(EXERCISE BRIEF): Will you quote all of the entries, word for word?

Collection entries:

*****

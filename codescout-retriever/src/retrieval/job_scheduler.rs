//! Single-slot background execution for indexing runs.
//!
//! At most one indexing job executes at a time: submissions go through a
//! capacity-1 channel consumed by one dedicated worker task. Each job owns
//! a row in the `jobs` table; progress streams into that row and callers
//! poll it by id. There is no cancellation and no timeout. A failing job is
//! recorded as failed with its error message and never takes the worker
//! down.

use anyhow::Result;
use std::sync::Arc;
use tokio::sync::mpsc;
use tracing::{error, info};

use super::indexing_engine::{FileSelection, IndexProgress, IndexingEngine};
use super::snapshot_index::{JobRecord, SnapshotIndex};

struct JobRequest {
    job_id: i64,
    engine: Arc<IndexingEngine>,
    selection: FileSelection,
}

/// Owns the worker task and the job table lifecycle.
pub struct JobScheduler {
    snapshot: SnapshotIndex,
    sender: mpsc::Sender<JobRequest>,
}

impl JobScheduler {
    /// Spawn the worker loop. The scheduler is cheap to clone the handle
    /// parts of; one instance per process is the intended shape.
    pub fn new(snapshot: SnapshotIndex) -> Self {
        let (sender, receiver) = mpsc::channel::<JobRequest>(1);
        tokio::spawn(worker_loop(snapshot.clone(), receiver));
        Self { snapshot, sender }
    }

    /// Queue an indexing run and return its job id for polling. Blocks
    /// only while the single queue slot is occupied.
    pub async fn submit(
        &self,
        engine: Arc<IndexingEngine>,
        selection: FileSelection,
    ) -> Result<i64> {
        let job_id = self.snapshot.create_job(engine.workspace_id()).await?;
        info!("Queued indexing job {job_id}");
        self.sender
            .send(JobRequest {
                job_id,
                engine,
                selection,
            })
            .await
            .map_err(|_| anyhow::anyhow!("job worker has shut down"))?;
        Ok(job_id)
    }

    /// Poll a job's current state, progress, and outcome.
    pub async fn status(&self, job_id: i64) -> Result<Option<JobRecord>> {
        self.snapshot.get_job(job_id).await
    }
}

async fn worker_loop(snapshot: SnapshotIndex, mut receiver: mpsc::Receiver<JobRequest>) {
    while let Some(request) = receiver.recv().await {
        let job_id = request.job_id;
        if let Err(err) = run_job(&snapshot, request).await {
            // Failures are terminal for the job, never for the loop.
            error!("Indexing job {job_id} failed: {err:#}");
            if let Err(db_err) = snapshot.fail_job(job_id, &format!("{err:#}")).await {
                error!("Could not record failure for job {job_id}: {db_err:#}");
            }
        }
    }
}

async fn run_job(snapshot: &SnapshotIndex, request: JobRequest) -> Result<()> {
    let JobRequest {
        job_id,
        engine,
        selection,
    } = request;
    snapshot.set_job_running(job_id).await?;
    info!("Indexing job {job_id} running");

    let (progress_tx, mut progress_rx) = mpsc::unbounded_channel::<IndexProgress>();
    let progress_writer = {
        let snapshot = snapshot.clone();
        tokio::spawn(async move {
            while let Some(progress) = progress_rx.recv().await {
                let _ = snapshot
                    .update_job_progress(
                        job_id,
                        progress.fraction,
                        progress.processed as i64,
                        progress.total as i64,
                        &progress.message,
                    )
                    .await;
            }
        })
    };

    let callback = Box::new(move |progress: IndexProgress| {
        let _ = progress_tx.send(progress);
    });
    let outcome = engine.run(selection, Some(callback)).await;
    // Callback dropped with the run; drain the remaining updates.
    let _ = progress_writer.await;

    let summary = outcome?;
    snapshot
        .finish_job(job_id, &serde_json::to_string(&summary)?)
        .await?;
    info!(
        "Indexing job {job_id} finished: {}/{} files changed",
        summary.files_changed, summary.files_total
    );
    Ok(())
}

*****

(SOLUTION TO THE PROBLEM):
filename codescout-retriever/src/retrieval/job_scheduler.rs
//! Single-slot background execution for indexing runs.
//!
//! At most one indexing job executes at a time: submissions go through a
//! capacity-1 channel consumed by one dedicated worker task. Each job owns
//! a row in the `jobs` table; progress streams into that row and callers
//! poll it by id. There is no cancellation and no timeout. A failing job is
//! recorded as failed with its error message and never takes the worker
//! down.

use anyhow::Result;
use std::sync::Arc;
use tokio::sync::mpsc;
use tracing::{error, info};

use super::indexing_engine::{FileSelection, IndexProgress, IndexingEngine};
use super::snapshot_index::{JobRecord, SnapshotIndex};

struct JobRequest {
    job_id: i64,
    engine: Arc<IndexingEngine>,
    selection: FileSelection,
}

/// Owns the worker task and the job table lifecycle.
pub struct JobScheduler {
    snapshot: SnapshotIndex,
    sender: mpsc::Sender<JobRequest>,
}

impl JobScheduler {
    /// Spawn the worker loop. The scheduler is cheap to clone the handle
    /// parts of; one instance per process is the intended shape.
    pub fn new(snapshot: SnapshotIndex) -> Self {
        let (sender, receiver) = mpsc::channel::<JobRequest>(1);
        tokio::spawn(worker_loop(snapshot.clone(), receiver));
        Self { snapshot, sender }
    }

    /// Queue an indexing run and return its job id for polling. Blocks
    /// only while the single queue slot is occupied.
    pub async fn submit(
        &self,
        engine: Arc<IndexingEngine>,
        selection: FileSelection,
    ) -> Result<i64> {
        let job_id = self.snapshot.create_job(engine.workspace_id()).await?;
        info!("Queued indexing job {job_id}");
        self.sender
            .send(JobRequest {
                job_id,
                engine,
                selection,
            })
            .await
            .map_err(|_| anyhow::anyhow!("job worker has shut down"))?;
        Ok(job_id)
    }

    /// Poll a job's current state, progress, and outcome.
    pub async fn status(&self, job_id: i64) -> Result<Option<JobRecord>> {
        self.snapshot.get_job(job_id).await
    }
}

async fn worker_loop(snapshot: SnapshotIndex, mut receiver: mpsc::Receiver<JobRequest>) {
    while let Some(request) = receiver.recv().await {
        let job_id = request.job_id;
        if let Err(err) = run_job(&snapshot, request).await {
            // Failures are terminal for the job, never for the loop.
            error!("Indexing job {job_id} failed: {err:#}");
            if let Err(db_err) = snapshot.fail_job(job_id, &format!("{err:#}")).await {
                error!("Could not record failure for job {job_id}: {db_err:#}");
            }
        }
    }
}

async fn run_job(snapshot: &SnapshotIndex, request: JobRequest) -> Result<()> {
    let JobRequest {
        job_id,
        engine,
        selection,
    } = request;
    snapshot.set_job_running(job_id).await?;
    info!("Indexing job {job_id} running");

    let (progress_tx, mut progress_rx) = mpsc::unbounded_channel::<IndexProgress>();
    let progress_writer = {
        let snapshot = snapshot.clone();
        tokio::spawn(async move {
            while let Some(progress) = progress_rx.recv().await {
                let _ = snapshot
                    .update_job_progress(
                        job_id,
                        progress.fraction,
                        progress.processed as i64,
                        progress.total as i64,
                        &progress.message,
                    )
                    .await;
            }
        })
    };

    let callback = Box::new(move |progress: IndexProgress| {
        let _ = progress_tx.send(progress);
    });
    let outcome = engine.run(selection, Some(callback)).await;
    // Callback dropped with the run; drain the remaining updates.
    let _ = progress_writer.await;

    let summary = outcome?;
    snapshot
        .finish_job(job_id, &serde_json::to_string(&summary)?)
        .await?;
    info!(
        "Indexing job {job_id} finished: {}/{} files changed",
        summary.files_changed, summary.files_total
    );
    Ok(())
}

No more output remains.